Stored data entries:
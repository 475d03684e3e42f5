use chrono::{DateTime, Utc};
use serde::{Deserialize, Serialize};
use uuid::Uuid;

/// Persisted record for a caller's API key. The raw key itself is never
/// stored; only its SHA-256 hash.
#[derive(Debug, Clone, Serialize, Deserialize)]
pub struct ApiKeyRecord {
    pub key_id: Uuid,
    pub hash: String,
    pub owner: String,
    #[serde(skip_serializing_if = "Option::is_none")]
    pub label: Option<String>,
    #[serde(skip_serializing_if = "Option::is_none")]
    pub contact: Option<String>,
    pub created_at: DateTime<Utc>,
    #[serde(skip_serializing_if = "Option::is_none")]
    pub created_by: Option<String>,
    pub revoked: bool,
    #[serde(skip_serializing_if = "Option::is_none")]
    pub revoked_at: Option<DateTime<Utc>>,
    #[serde(skip_serializing_if = "Option::is_none")]
    pub expires_at: Option<DateTime<Utc>>,
}

impl ApiKeyRecord {
    pub fn is_active(&self, now: DateTime<Utc>) -> bool {
        if self.revoked {
            return false;
        }
        match self.expires_at {
            Some(expires_at) => now < expires_at,
            None => true,
        }
    }
}

/// The identity a successfully authenticated request carries forward.
#[derive(Debug, Clone, Serialize, Deserialize)]
pub struct ApiConsumer {
    pub key_id: Uuid,
    pub owner: String,
}

/// Input to [`super::registry::KeyRegistry::create`].
#[derive(Debug, Clone, Default)]
pub struct NewApiKey {
    pub owner: String,
    pub label: Option<String>,
    pub contact: Option<String>,
    pub created_by: Option<String>,
    pub expires_at: Option<DateTime<Utc>>,
}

Task description: An exact, complete copy of the records is the expected answer.

Solution for this exercise:
repository 475d03684e3e42f5
use chrono::{DateTime, Utc};
use serde::{Deserialize, Serialize};
use uuid::Uuid;

/// Persisted record for a caller's API key. The raw key itself is never
/// stored; only its SHA-256 hash.
#[derive(Debug, Clone, Serialize, Deserialize)]
pub struct ApiKeyRecord {
    pub key_id: Uuid,
    pub hash: String,
    pub owner: String,
    #[serde(skip_serializing_if = "Option::is_none")]
    pub label: Option<String>,
    #[serde(skip_serializing_if = "Option::is_none")]
    pub contact: Option<String>,
    pub created_at: DateTime<Utc>,
    #[serde(skip_serializing_if = "Option::is_none")]
    pub created_by: Option<String>,
    pub revoked: bool,
    #[serde(skip_serializing_if = "Option::is_none")]
    pub revoked_at: Option<DateTime<Utc>>,
    #[serde(skip_serializing_if = "Option::is_none")]
    pub expires_at: Option<DateTime<Utc>>,
}

impl ApiKeyRecord {
    pub fn is_active(&self, now: DateTime<Utc>) -> bool {
        if self.revoked {
            return false;
        }
        match self.expires_at {
            Some(expires_at) => now < expires_at,
            None => true,
        }
    }
}

/// The identity a successfully authenticated request carries forward.
#[derive(Debug, Clone, Serialize, Deserialize)]
pub struct ApiConsumer {
    pub key_id: Uuid,
    pub owner: String,
}

/// Input to [`super::registry::KeyRegistry::create`].
#[derive(Debug, Clone, Default)]
pub struct NewApiKey {
    pub owner: String,
    pub label: Option<String>,
    pub contact: Option<String>,
    pub created_by: Option<String>,
    pub expires_at: Option<DateTime<Utc>>,
}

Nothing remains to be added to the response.